Update 2012-06-19: And here's how to implement stream-oriented XML parsing
Many academic libraries are already generating electronic resource holdings summaries in the Google Scholar XML holdingsformat, and it seems to provide most of the metadata you would need to provide a discovery layer summary in a nice, granular format... but unfortunately EBSCO doesn't want that for their Discovery Service. They want a tab-delimited file with just a few fields, and they don't want to go and fetch the Google Scholar XML holdings file and parse it themselves--even though that would seem to be a nice way to avoid having to teach each potential library client how to export holdings in their own desired input format. Lots of libraries don't expose their Google Scholar XML holdings publicly for some reason; I don't get why not, but have to investigate locally...
That gave me the excuse and opportunity to go off and invest some time in learning something new. I could have whipped up a script in Perl or Python or PHP, or written an XSL transform, but I opted to try out Go for this task. I've been introduced to Go twice in the past two years and was impressed by the language, but there's only so much you absorb in a one-hour workshop, and unless you need to get real work done, you never really learn a programming language.
Thus, I present to you my first crappy Go program: eds_holdings.go As I wrote this, I noted:
- I appreciate the clear reference documentation at http://golang.org but it would really benefit from more inline examples. I ended up writing the XML parsing portion of this using xml.Unmarshal primarily because there was an example for it. Of course, Unmarshal parses the entire document into structures in memory at once... I knew that wasn't what I wanted, but for whatever reason I didn't find any mention of "SAX" or "event" or "pull" that would lead me to a stream-oriented, low-memory parsing option on the page.
- However, the #go-nuts IRC channel on Freenode gave me a reply within minutes, pointing me at xml.Decoder for that purpose. Which is really great - a supportive community is critical. My only problem is that without a simple example to follow, I didn't want to dive into rewriting my quasi-working code, so I ploughed onward.

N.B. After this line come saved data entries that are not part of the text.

impl InvoiceScreenState {
    pub fn new(invoice: &InvoiceState) -> Self {
        Self {
            current_field: InvoiceField::Customer,
            editing: false,
            notice: None,
            tax_input: plain_number(invoice.tax_rate_percent),
            item_name: String::new(),
            item_quantity: String::new(),
            item_price: String::new(),
            date_input: DateInputState::new(invoice.invoice_date),
            prompt: None,
        }
    }

    pub fn next_field(&mut self) {
        self.current_field = match self.current_field {
            InvoiceField::Customer => InvoiceField::InvoiceNumber,
            InvoiceField::InvoiceNumber => InvoiceField::Date,
            InvoiceField::Date => InvoiceField::TaxRate,
            InvoiceField::TaxRate => InvoiceField::ItemName,
            InvoiceField::ItemName => InvoiceField::ItemQuantity,
            InvoiceField::ItemQuantity => InvoiceField::ItemPrice,
            InvoiceField::ItemPrice => InvoiceField::Customer,
        };
    }

    pub fn previous_field(&mut self) {
        self.current_field = match self.current_field {
            InvoiceField::Customer => InvoiceField::ItemPrice,
            InvoiceField::InvoiceNumber => InvoiceField::Customer,
            InvoiceField::Date => InvoiceField::InvoiceNumber,
            InvoiceField::TaxRate => InvoiceField::Date,
            InvoiceField::ItemName => InvoiceField::TaxRate,
            InvoiceField::ItemQuantity => InvoiceField::ItemName,
            InvoiceField::ItemPrice => InvoiceField::ItemQuantity,
        };
    }

    fn start_editing(&mut self, invoice: &InvoiceState) {
        self.editing = true;
        if self.current_field == InvoiceField::Date {
            self.date_input.date = invoice.invoice_date;
            if !self.date_input.editing {
                self.date_input.toggle_editing();
            }
        }
    }

    fn stop_editing(&mut self) {
        self.editing = false;
        if self.date_input.editing {
            self.date_input.toggle_editing();
        }
    }

    /// Commit the field being edited. The tax rate is the only field that
    /// can refuse: it must parse as a non-negative number.
    fn commit_current_field(&mut self, invoice: &mut InvoiceState) {
        match self.current_field {
            InvoiceField::TaxRate => {
                let text = self.tax_input.trim();
                let parsed = if text.is_empty() {
                    Ok(0.0)
                } else {
                    text.parse::<f64>().map_err(|_| ())
                };
                match parsed {
                    Ok(rate) if rate >= 0.0 => {
                        invoice.tax_rate_percent = rate;
                        self.tax_input = plain_number(rate);
                        self.stop_editing();
                    }
                    _ => {
                        self.notice =
                            Some(Notice::error("Tax rate must be a non-negative number"));
                    }
                }
            }
            InvoiceField::Date => {
                invoice.invoice_date = self.date_input.date;
                self.stop_editing();
            }
            InvoiceField::ItemName | InvoiceField::ItemQuantity => {
                self.next_field();
            }
            InvoiceField::ItemPrice => {
                self.try_add_item(invoice);
            }
            _ => self.stop_editing(),
        }
    }

    fn try_add_item(&mut self, invoice: &mut InvoiceState) {
        match invoice.add_line_item(&self.item_name, &self.item_quantity, &self.item_price) {
            Ok(_) => {
                self.item_name.clear();
                self.item_quantity.clear();
                self.item_price.clear();
                self.current_field = InvoiceField::ItemName;
            }
            Err(err) => {
                self.notice = Some(Notice::error(err.to_string()));
            }
        }
    }

    fn edit_current_field(&mut self, key: KeyCode, invoice: &mut InvoiceState) {
        if self.current_field == InvoiceField::Date {
            self.date_input.handle_input(key);
            return;
        }

        let field_value = match self.current_field {
            InvoiceField::Customer => &mut invoice.customer_name,
            InvoiceField::InvoiceNumber => &mut invoice.invoice_number,
            InvoiceField::TaxRate => &mut self.tax_input,
            InvoiceField::ItemName => &mut self.item_name,
            InvoiceField::ItemQuantity => &mut self.item_quantity,
            InvoiceField::ItemPrice => &mut self.item_price,
            InvoiceField::Date => unreachable!(),
        };

        match key {
            KeyCode::Char(c) => {
                field_value.push(c);
            }
            KeyCode::Backspace => {
                field_value.pop();
            }
            _ => {}
        }
    }
}

/// Filename offered in the save prompt, derived from the invoice number.
pub fn suggested_filename(invoice_number: &str, extension: &str) -> String {
    let stem = invoice_number.trim().replace(' ', "_");
    if stem.is_empty() {
        format!("invoice.{extension}")
    } else {
        format!("invoice_{stem}.{extension}")
    }
}

fn plain_number(value: f64) -> String {
    // No forced decimals: 10.0 renders as "10", 7.5 as "7.5".
    format!("{value}")
}

pub fn handle_input(
    state: &mut InvoiceScreenState,
    invoice: &mut InvoiceState,
) -> Result<Option<InvoiceScreenAction>> {
    if let Event::Key(key) = event::read()? {
        // Popups swallow the event before the form sees it.
        if state.notice.is_some() {
            state.notice = None;
            return Ok(None);
        }
        if let Some((target, prompt)) = state.prompt.as_mut() {
            if let Some(action) = prompt.handle_key(key.code) {
                let target_is_pdf = matches!(target, PromptTarget::Pdf);
                state.prompt = None;
                if let PathPromptAction::Confirm(path) = action {
                    return Ok(Some(if target_is_pdf {
                        InvoiceScreenAction::GeneratePdf(path)
                    } else {
                        InvoiceScreenAction::Export(path)
                    }));
                }
            }
            return Ok(None);
        }

        match key.code {
            KeyCode::Esc => {
                if state.editing {
                    state.stop_editing();
                } else {
                    return Ok(Some(InvoiceScreenAction::Quit));
                }
            }
            KeyCode::Enter => {
                if state.editing {
                    state.commit_current_field(invoice);
                } else {
                    state.start_editing(invoice);
                }
            }
            KeyCode::Up if !state.editing => {
                state.previous_field();
            }
            KeyCode::Down if !state.editing => {
                state.next_field();
            }
            KeyCode::Char('q') if !state.editing => {
                return Ok(Some(InvoiceScreenAction::Quit));
            }
            KeyCode::Char('a') if !state.editing => {
                state.try_add_item(invoice);
            }
            KeyCode::Char('r') if !state.editing => {
                // Always removes the newest item; a no-op when empty.
                invoice.remove_last_line_item();
            }
            KeyCode::Char('c') if !state.editing => {
                invoice.clear_all();
            }
            KeyCode::Char('g') if !state.editing => {
                if invoice.is_empty() {
                    state.notice = Some(Notice::error(GenerationError::NoItems.to_string()));
                } else {
                    state.prompt = Some((
                        PromptTarget::Pdf,
                        PathPromptState::new(
                            "Save PDF As",
                            suggested_filename(&invoice.invoice_number, "pdf"),
                        ),
                    ));
                }
            }
            KeyCode::Char('x') if !state.editing => {
                if invoice.is_empty() {
                    state.notice = Some(Notice::error(ExportError::NoItems.to_string()));
                } else {
                    state.prompt = Some((
                        PromptTarget::Export,
                        PathPromptState::new(
                            "Export As (.csv or .xlsx)",
                            suggested_filename(&invoice.invoice_number, "xlsx"),
                        ),
                    ));
                }
            }
            KeyCode::Char('m') if !state.editing => {
                if invoice.is_empty() {
                    state.notice = Some(Notice::error(GenerationError::NoItems.to_string()));
                } else {
                    return Ok(Some(InvoiceScreenAction::OpenEmailWizard));
                }
            }
            KeyCode::Char('s') if !state.editing => {
                return Ok(Some(InvoiceScreenAction::OpenSettings));
            }
            _ if state.editing => {
                state.edit_current_field(key.code, invoice);
            }
            _ => {}
        }
    }

    Ok(None)
}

- My current approach to I/O is far from optimal. Not only am I parsing the entire XML structure in memory, I'm also reading the entire XML file into memory to begin with (via ioutil.FileRead as a natural outgrowth of my "begin by parsing a hard-coded string"). Don't follow my example! Please point me at a better example
- The standards and consistency wonk in me likes that Go delegates whitespace wars to go fmt <filename>. Problem solved and time-wasting arguments averted for everyone.
- Go is (subjectively) fast and for all of my worrying about in-memory work, it was pretty lean -- at its maximum, consuming less than 200 MB of RAM while iterating over a 32 MB XML file. For comparison, Firefox was consuming around 750 MB the entire time.
In summary: I enjoyed writing in Go, and hope to find an excuse to do it again. Also, I have much to learn!